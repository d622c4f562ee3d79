//! Delivery, expense and billing records

use chrono::{DateTime, NaiveDate, Utc};
use clap::ValueEnum;
use serde::{Deserialize, Deserializer, Serialize};

/// Diesel unit price used when an expense has none configured
pub const DEFAULT_DIESEL_PRICE_UNIT: f64 = 755.0;

/// Upper bound for a single load, in kilograms
pub const MAX_WEIGHT_KG: f64 = 100_000.0;

/// Longest plate number accepted by the entry form
pub const MAX_PLATE_LEN: usize = 20;

/// Shortest driver name(s) accepted by the entry form
pub const MIN_DRIVER_LEN: usize = 3;

/// Deserialize null as default value
fn null_to_default<'de, D, T>(deserializer: D) -> Result<T, D::Error>
where
    D: Deserializer<'de>,
    T: Default + Deserialize<'de>,
{
    Option::deserialize(deserializer).map(|opt| opt.unwrap_or_default())
}

#[derive(Deserialize)]
#[serde(untagged)]
enum NumberOrText {
    Number(f64),
    Text(String),
}

/// Deserialize a number that may arrive as a JSON number, a numeric string or null
fn lenient_f64<'de, D>(deserializer: D) -> Result<f64, D::Error>
where
    D: Deserializer<'de>,
{
    match Option::<NumberOrText>::deserialize(deserializer)? {
        None => Ok(0.0),
        Some(NumberOrText::Number(n)) => Ok(n),
        Some(NumberOrText::Text(s)) => {
            let trimmed = s.trim();
            if trimmed.is_empty() {
                Ok(0.0)
            } else {
                trimmed.parse::<f64>().map_err(serde::de::Error::custom)
            }
        }
    }
}

/// Kind of truck used for a delivery
#[derive(Clone, Copy, Debug, Default, PartialEq, Eq, Hash, ValueEnum, Serialize, Deserialize)]
pub enum TruckType {
    #[default]
    #[serde(rename = "Semi-Truck")]
    SemiTruck,
    #[serde(rename = "Box Truck")]
    BoxTruck,
    Flatbed,
    Refrigerated,
    Tanker,
    Other,
}

impl TruckType {
    pub const ALL: [TruckType; 6] = [
        TruckType::SemiTruck,
        TruckType::BoxTruck,
        TruckType::Flatbed,
        TruckType::Refrigerated,
        TruckType::Tanker,
        TruckType::Other,
    ];

    pub fn label(&self) -> &'static str {
        match self {
            TruckType::SemiTruck => "Semi-Truck",
            TruckType::BoxTruck => "Box Truck",
            TruckType::Flatbed => "Flatbed",
            TruckType::Refrigerated => "Refrigerated",
            TruckType::Tanker => "Tanker",
            TruckType::Other => "Other",
        }
    }
}

impl std::fmt::Display for TruckType {
    fn fmt(&self, f: &mut std::fmt::Formatter<'_>) -> std::fmt::Result {
        f.write_str(self.label())
    }
}

/// Editable fields of a delivery, as submitted by the entry form
#[derive(Debug, Clone, Default, PartialEq, Serialize, Deserialize)]
pub struct DeliveryFormData {
    pub truck_immatriculation: String,
    pub driver_names: String,
    pub loading_date: Option<NaiveDate>,
    pub unloading_date: Option<NaiveDate>,
    #[serde(default, deserialize_with = "lenient_f64")]
    pub weight_loaded: f64,
    pub delivery_bond_number: String,
    pub truck_owner: String,
    #[serde(default)]
    pub truck_type: TruckType,
}

/// One truck trip as held by the record store
#[derive(Debug, Clone, PartialEq, Serialize, Deserialize)]
pub struct DeliveryRecord {
    pub id: i64,
    pub truck_immatriculation: String,
    pub driver_names: String,
    pub loading_date: NaiveDate,
    pub unloading_date: NaiveDate,
    #[serde(deserialize_with = "lenient_f64")]
    pub weight_loaded: f64,
    pub delivery_bond_number: String,
    pub truck_owner: String,
    #[serde(default)]
    pub truck_type: TruckType,
    #[serde(default)]
    pub created_at: Option<DateTime<Utc>>,
    /// Joined expense row, if one was recorded
    #[serde(default)]
    pub expense: Option<ExpenseRecord>,
    /// Billing this delivery was invoiced under
    #[serde(default)]
    pub billing_id: Option<i64>,
}

impl DeliveryRecord {
    pub fn is_billed(&self) -> bool {
        self.billing_id.is_some()
    }

    /// The editable subset, used to prefill the edit form
    pub fn form_data(&self) -> DeliveryFormData {
        DeliveryFormData {
            truck_immatriculation: self.truck_immatriculation.clone(),
            driver_names: self.driver_names.clone(),
            loading_date: Some(self.loading_date),
            unloading_date: Some(self.unloading_date),
            weight_loaded: self.weight_loaded,
            delivery_bond_number: self.delivery_bond_number.clone(),
            truck_owner: self.truck_owner.clone(),
            truck_type: self.truck_type,
        }
    }
}

/// Cost breakdown attached to one delivery
#[derive(Debug, Clone, PartialEq, Serialize, Deserialize)]
pub struct ExpenseRecord {
    #[serde(default)]
    pub id: Option<i64>,
    pub delivery_id: i64,
    #[serde(default, deserialize_with = "lenient_f64")]
    pub road_costs: f64,
    #[serde(default, deserialize_with = "lenient_f64")]
    pub diesel_liters: f64,
    /// Zero means no price was configured
    #[serde(default, deserialize_with = "lenient_f64")]
    pub diesel_price_unit: f64,
    #[serde(default, deserialize_with = "lenient_f64")]
    pub toll_costs: f64,
    #[serde(default, deserialize_with = "lenient_f64")]
    pub extra_costs: f64,
    #[serde(default, deserialize_with = "null_to_default")]
    pub extra_description: String,
}

impl ExpenseRecord {
    /// Blank expense entry for a delivery, prefilled with the default diesel price
    pub fn new(delivery_id: i64) -> Self {
        Self {
            id: None,
            delivery_id,
            road_costs: 0.0,
            diesel_liters: 0.0,
            diesel_price_unit: DEFAULT_DIESEL_PRICE_UNIT,
            toll_costs: 0.0,
            extra_costs: 0.0,
            extra_description: String::new(),
        }
    }
}

/// Expense join as returned by the backend: a single row, a list, or null
#[derive(Debug, Clone, Deserialize)]
#[serde(untagged)]
pub enum ExpenseJoin {
    Many(Vec<ExpenseRecord>),
    One(ExpenseRecord),
}

impl ExpenseJoin {
    /// Collapse the join into the at-most-one expense a delivery can have
    pub fn into_option(self) -> Option<ExpenseRecord> {
        match self {
            ExpenseJoin::Many(rows) => rows.into_iter().next(),
            ExpenseJoin::One(row) => Some(row),
        }
    }
}

/// Billing lifecycle status
#[derive(Clone, Copy, Debug, Default, PartialEq, Eq, PartialOrd, Ord, Serialize, Deserialize)]
#[serde(rename_all = "lowercase")]
pub enum BillingStatus {
    #[default]
    Pending,
    Paid,
    Overdue,
}

impl BillingStatus {
    pub fn as_str(&self) -> &'static str {
        match self {
            BillingStatus::Pending => "pending",
            BillingStatus::Paid => "paid",
            BillingStatus::Overdue => "overdue",
        }
    }
}

impl std::fmt::Display for BillingStatus {
    fn fmt(&self, f: &mut std::fmt::Formatter<'_>) -> std::fmt::Result {
        f.write_str(self.as_str())
    }
}

/// A tonnage-rated invoice recorded over a set of deliveries
#[derive(Debug, Clone, PartialEq, Serialize, Deserialize)]
pub struct Billing {
    pub id: i64,
    pub billing_number: String,
    pub created_at: DateTime<Utc>,
    /// Total weight in tons
    #[serde(deserialize_with = "lenient_f64")]
    pub total_weight: f64,
    #[serde(deserialize_with = "lenient_f64")]
    pub price_per_ton: f64,
    #[serde(deserialize_with = "lenient_f64")]
    pub total_amount: f64,
    #[serde(default)]
    pub status: BillingStatus,
    #[serde(default)]
    pub notes: Option<String>,
}

/// Billing fields supplied by the client; the store assigns id, timestamp and status
#[derive(Debug, Clone, PartialEq, Serialize, Deserialize)]
pub struct NewBilling {
    pub billing_number: String,
    pub total_weight: f64,
    pub price_per_ton: f64,
    pub total_amount: f64,
    pub notes: Option<String>,
}

/// Filter panel state; empty fields put no constraint
#[derive(Debug, Clone, Default, PartialEq, Serialize, Deserialize)]
pub struct FilterCriteria {
    #[serde(default)]
    pub search: String,
    #[serde(default)]
    pub date_from: Option<NaiveDate>,
    #[serde(default)]
    pub date_to: Option<NaiveDate>,
    #[serde(default)]
    pub plate_number: String,
    #[serde(default)]
    pub owners: Vec<String>,
    #[serde(default)]
    pub weight_min: Option<f64>,
    #[serde(default)]
    pub weight_max: Option<f64>,
}

impl FilterCriteria {
    pub fn is_empty(&self) -> bool {
        self.search.is_empty()
            && self.date_from.is_none()
            && self.date_to.is_none()
            && self.plate_number.is_empty()
            && self.owners.is_empty()
            && self.weight_min.is_none()
            && self.weight_max.is_none()
    }

    /// Short description of the active owner and plate filters
    pub fn summary(&self) -> String {
        let mut summary = if self.owners.is_empty() {
            "All owners".to_string()
        } else {
            format!("{} owner(s)", self.owners.len())
        };
        if !self.plate_number.is_empty() {
            summary.push_str(&format!(" • {}", self.plate_number));
        }
        summary
    }
}

/// Entry form fields that can carry a validation message
#[derive(Clone, Copy, Debug, PartialEq, Eq, Hash, Serialize, Deserialize)]
#[serde(rename_all = "snake_case")]
pub enum FormField {
    #[serde(rename = "truck_immatriculation")]
    Plate,
    #[serde(rename = "driver_names")]
    Drivers,
    LoadingDate,
    UnloadingDate,
    #[serde(rename = "weight_loaded")]
    Weight,
    #[serde(rename = "delivery_bond_number")]
    BondNumber,
    #[serde(rename = "truck_owner")]
    Owner,
}

impl FormField {
    pub fn as_str(&self) -> &'static str {
        match self {
            FormField::Plate => "truck_immatriculation",
            FormField::Drivers => "driver_names",
            FormField::LoadingDate => "loading_date",
            FormField::UnloadingDate => "unloading_date",
            FormField::Weight => "weight_loaded",
            FormField::BondNumber => "delivery_bond_number",
            FormField::Owner => "truck_owner",
        }
    }
}

impl std::fmt::Display for FormField {
    fn fmt(&self, f: &mut std::fmt::Formatter<'_>) -> std::fmt::Result {
        f.write_str(self.as_str())
    }
}

/// A validation message scoped to one form field
#[derive(Debug, Clone, PartialEq, Eq, Serialize, Deserialize)]
pub struct FieldError {
    pub field: FormField,
    pub message: String,
}

impl FieldError {
    pub fn new(field: FormField, message: impl Into<String>) -> Self {
        Self {
            field,
            message: message.into(),
        }
    }
}

/// Column the delivery table can be sorted by
#[derive(Clone, Copy, Debug, Default, PartialEq, Eq, ValueEnum, Serialize, Deserialize)]
#[serde(rename_all = "snake_case")]
pub enum SortField {
    Id,
    Plate,
    Driver,
    #[default]
    LoadingDate,
    UnloadingDate,
    Weight,
    BondNumber,
    Owner,
    TruckType,
    CreatedAt,
    ExpensesTotal,
}

/// Column the billing history can be sorted by
#[derive(Clone, Copy, Debug, Default, PartialEq, Eq, ValueEnum, Serialize, Deserialize)]
#[serde(rename_all = "snake_case")]
pub enum BillingSortField {
    #[default]
    CreatedAt,
    TotalAmount,
    Status,
    BillingNumber,
}

#[derive(Clone, Copy, Debug, Default, PartialEq, Eq, ValueEnum, Serialize, Deserialize)]
#[serde(rename_all = "lowercase")]
pub enum SortDirection {
    Asc,
    #[default]
    Desc,
}

impl SortDirection {
    pub fn toggled(self) -> Self {
        match self {
            SortDirection::Asc => SortDirection::Desc,
            SortDirection::Desc => SortDirection::Asc,
        }
    }
}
++++++++
Work to complete -
Using the data above, print exactly the lines from the line that contains "set of deliveries" through the line that contains "weight in tons", with both included.

Response area -
/// A tonnage-rated invoice recorded over a set of deliveries
#[derive(Debug, Clone, PartialEq, Serialize, Deserialize)]
pub struct Billing {
    pub id: i64,
    pub billing_number: String,
    pub created_at: DateTime<Utc>,
    /// Total weight in tons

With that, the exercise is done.